Virgin Media managed to lose customers in the last quarter despite mounting a major marketing campaign. Its chief executive admitted that it could lose more as a result of its dispute with satellite broadcaster BSkyB which grew its customer base over the same period. Virgin Media is meanwhile preparing to launch an IPTV service to extend its reach beyond cable homes.

Following a £25 million investment in the Virgin Media rebrand, the former NTL:Telewest cable company, in which Sir Richard Branson is now the largest shareholder, reported a loss of over £15 million in its first quarter results, compared to a profit of 9.2 million in the previous quarter.

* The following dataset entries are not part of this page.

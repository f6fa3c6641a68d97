//! Veteran hub.
//!
//! Users apply for veteran status by uploading a proof document; admins
//! review it in the queue of [`crate::admin::verification`]. The hub itself
//! is open to veterans and admins only.

use crate::config::ScanMeConfig;
use crate::environment::ScanMeEnvironment;
use crate::error::{Notification, Result, ScanMeError};
use crate::providers::{IdentityProvider, ScanMeApi};
use crate::types::{Identity, ProofSubmission, VerificationRequest, VerificationStatus};
use scanme_core::effect::Effect;
use scanme_core::reducer::Reducer;
use scanme_core::{SmallVec, smallvec};
use std::marker::PhantomData;

/// MIME types accepted as proof.
pub const ACCEPTED_PROOF_TYPES: &[&str] = &["image/jpeg", "image/png", "application/pdf"];

/// Whether `identity` may open the hub.
#[must_use]
pub const fn can_access_hub(identity: &Identity) -> bool {
    identity.is_veteran || identity.is_admin
}

/// Check a proof file before upload.
///
/// # Errors
///
/// Returns [`ScanMeError::Validation`] for an unsupported type, an empty
/// file, or a file larger than `max_proof_bytes`.
pub fn validate_proof_upload(
    file_name: &str,
    content_type: &str,
    size_bytes: u64,
    config: &ScanMeConfig,
) -> Result<()> {
    if file_name.trim().is_empty() {
        return Err(ScanMeError::validation("Choose a file to upload"));
    }
    let content_type = content_type.trim().to_ascii_lowercase();
    if !ACCEPTED_PROOF_TYPES.contains(&content_type.as_str()) {
        return Err(ScanMeError::validation(
            "Proof must be a JPEG, PNG or PDF file",
        ));
    }
    if size_bytes == 0 {
        return Err(ScanMeError::validation("The file is empty"));
    }
    if size_bytes > config.max_proof_bytes {
        return Err(ScanMeError::validation(format!(
            "The file is larger than {} MiB",
            config.max_proof_bytes / (1024 * 1024)
        )));
    }
    Ok(())
}

/// Proof submission state.
#[derive(Debug, Clone, Default)]
pub struct VeteranState {
    /// The submitted request, once accepted by the API
    pub submission: Option<VerificationRequest>,
    /// Upload call in flight
    pub submitting: bool,
    /// Inline message for a rejected file
    pub validation_error: Option<String>,
    /// Transient message for the user
    pub notification: Option<Notification>,
}

impl VeteranState {
    /// Whether a submission is waiting for review.
    #[must_use]
    pub fn is_pending(&self) -> bool {
        self.submission
            .as_ref()
            .is_some_and(|r| r.status == VerificationStatus::Pending)
    }
}

/// Proof submission actions.
#[derive(Debug, Clone, PartialEq)]
pub enum VeteranAction {
    /// Send a proof document for review
    SubmitProof {
        /// The uploaded document
        proof: ProofSubmission,
    },
    /// The API queued the request
    ProofSubmitted {
        /// Queued request
        request: VerificationRequest,
    },
    /// Submission failed
    SubmitFailed {
        /// Why
        error: ScanMeError,
    },
    /// Clear the notification
    DismissNotification,
}

/// Proof submission reducer.
#[derive(Debug, Clone)]
pub struct VeteranReducer<A, I> {
    _phantom: PhantomData<(A, I)>,
}

impl<A, I> VeteranReducer<A, I> {
    /// Create a new veteran reducer.
    #[must_use]
    pub const fn new() -> Self {
        Self {
            _phantom: PhantomData,
        }
    }
}

impl<A, I> Default for VeteranReducer<A, I> {
    fn default() -> Self {
        Self::new()
    }
}

impl<A, I> Reducer for VeteranReducer<A, I>
where
    A: ScanMeApi,
    I: IdentityProvider,
{
    type State = VeteranState;
    type Action = VeteranAction;
    type Environment = ScanMeEnvironment<A, I>;

    fn reduce(
        &self,
        state: &mut Self::State,
        action: Self::Action,
        env: &Self::Environment,
    ) -> SmallVec<[Effect<Self::Action>; 4]> {
        match action {
            VeteranAction::SubmitProof { proof } => {
                if state.submitting || state.is_pending() {
                    return smallvec![Effect::None];
                }
                if let Err(error) = env.signed_in() {
                    state.validation_error = Some(error.to_string());
                    return smallvec![Effect::None];
                }
                if let Err(error) = validate_proof_upload(
                    &proof.file_name,
                    &proof.content_type,
                    proof.size_bytes,
                    &env.config,
                ) {
                    state.validation_error = Some(error.to_string());
                    return smallvec![Effect::None];
                }

                state.validation_error = None;
                state.submitting = true;
                let api = env.api.clone();

                smallvec![Effect::future(async move {
                    Some(match api.submit_verification_proof(&proof).await {
                        Ok(request) => VeteranAction::ProofSubmitted { request },
                        Err(error) => VeteranAction::SubmitFailed { error },
                    })
                })]
            },

            VeteranAction::ProofSubmitted { request } => {
                tracing::info!(id = %request.id, "Proof submitted for review");
                state.submitting = false;
                state.submission = Some(request);
                state.notification = Some(Notification::info(
                    "Thanks! An admin will review your proof shortly",
                ));
                smallvec![Effect::None]
            },

            VeteranAction::SubmitFailed { error } => {
                state.submitting = false;
                state.notification = Some(Notification::from_error(
                    "Could not submit proof",
                    &error,
                    &env.config.support_contact,
                ));
                smallvec![Effect::None]
            },

            VeteranAction::DismissNotification => {
                state.notification = None;
                smallvec![Effect::None]
            },
        }
    }
}

#[cfg(test)]
#[allow(clippy::unwrap_used)]
mod tests {
    use super::*;
    use crate::mocks::MockScanMeApi;
    use crate::providers::{ApiOperation, SharedIdentity};
    use crate::test_support::{admin, test_env, user};
    use scanme_testing::effects::collect_actions;
    use scanme_testing::{ReducerTest, assertions};

    type TestReducer = VeteranReducer<MockScanMeApi, SharedIdentity>;

    fn proof(content_type: &str, size_bytes: u64) -> ProofSubmission {
        ProofSubmission {
            file_name: "dd214.pdf".into(),
            content_type: content_type.into(),
            size_bytes,
            proof_url: "https://files.scanme.app/dd214.pdf".into(),
        }
    }

    #[test]
    fn hub_is_for_veterans_and_admins() {
        let mut veteran = user("vet");
        veteran.is_veteran = true;

        assert!(can_access_hub(&veteran));
        assert!(can_access_hub(&admin("root")));
        assert!(!can_access_hub(&user("ada")));
    }

    #[test]
    fn upload_rules() {
        let config = ScanMeConfig::default();
        let max = config.max_proof_bytes;

        assert!(validate_proof_upload("a.pdf", "application/pdf", 1024, &config).is_ok());
        assert!(validate_proof_upload("a.png", "IMAGE/PNG", max, &config).is_ok());
        assert!(validate_proof_upload("a.gif", "image/gif", 1024, &config).is_err());
        assert!(validate_proof_upload("a.jpg", "image/jpeg", 0, &config).is_err());
        assert!(validate_proof_upload("a.jpg", "image/jpeg", max + 1, &config).is_err());
        assert!(validate_proof_upload(" ", "image/jpeg", 10, &config).is_err());
    }

    #[test]
    fn invalid_file_is_rejected_locally() {
        let api = MockScanMeApi::new();
        ReducerTest::new(TestReducer::new())
            .with_env(test_env(api.clone(), Some(user("ada"))))
            .given_state(VeteranState::default())
            .when_action(VeteranAction::SubmitProof {
                proof: proof("text/plain", 10),
            })
            .then_state(|s| assert!(s.validation_error.is_some()))
            .then_effects(assertions::assert_no_effects)
            .run();
        assert_eq!(api.calls(ApiOperation::SubmitVerificationProof), 0);
    }

    #[tokio::test]
    async fn submitted_proof_is_pending() {
        let me = user("ada");
        let api = MockScanMeApi::new().with_submitter(&me.user_id);
        let env = test_env(api, Some(me));

        let (state, effects) = ReducerTest::new(TestReducer::new())
            .with_env(env.clone())
            .given_state(VeteranState::default())
            .when_action(VeteranAction::SubmitProof {
                proof: proof("application/pdf", 2048),
            })
            .then_state(|s| assert!(s.submitting))
            .run_and_take();
        let submitted = collect_actions(effects).await.into_iter().next().unwrap();

        ReducerTest::new(TestReducer::new())
            .with_env(env)
            .given_state(state)
            .when_action(submitted)
            .when_action(VeteranAction::SubmitProof {
                proof: proof("application/pdf", 2048),
            })
            .then_state(|s| {
                assert!(s.is_pending());
                assert!(!s.submitting);
                assert_eq!(s.submission.as_ref().unwrap().user_id.as_str(), "ada");
            })
            .then_effects(assertions::assert_no_effects)
            .run();
    }
}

Virgin Media, the cable company formerly known as NTL: Telewest, has so far failed to make much of an impression on Sky, despite a massive marketing campaign.

Virgin Media said it attracted 184,000 new customers, less than in the previous quarter, “due to the loss of BSkyB’s basic channels from our platform and to increased competitor activity”. The company added 75,000 digital television customers, again less than in the previous quarter, but warned that this could turn into a loss in the next quarter. Overall, it lost nearly 47,000 customers, largely as a result of losing 63,000 telephone subscribers.

The cable company could lose even more television customers as a result of its dispute with satellite broadcaster BSkyB. The two companies failed to agree on charges for carrying their respective channels, resulting in the loss of basic Sky channels on cable, which Virgin described as “abusive behaviour” over which it has filed legal action.

As a result of the Sky dispute and continuing pressure on telephony, Virign Media said it expects negative net additions, that is to say customer losses, across television and telephone services in the next quarter.

“We’re not being cavalier about it, but we’re comfortable that we made the right decision economically for the business, and we believe that in the long term we made the right decision for the customer,” said chief executive Steve Burch. He said the expenditure on the rebrand and marketing “will have long-term benefits as we establish our position in the marketplace”.

Nevertheless, the poor performance can only be seen as disappointing. The net effect of the multimillion pound marketing campaign to rebrand the cable company as Virgin Media has been to highlight that Sky’s most popular channels are no longer available on cable.

Video-on-demand services are now available to all Virgin digital television customers, but less than half of them are using them each month. Virgin claims that its three-tuner V+ digital video recorder is the best on the market. It now has 150,000 subscribers who have upgraded to the service.

Virgin Media now plans what it describes as an aggressive roll-out of its ‘off-net’ strategy, through a branded digital terrestrial television set-top box and electronic programme guide.

Significantly, the company said that it is close to finalising an agreement with a wholesale local loop unbundling provider, which will enable it to launch an IPTV or internet protocol television service in 2008, including pay broadcast channels and video-on-demand services to customers on unbundled exchanges outside its cable areas.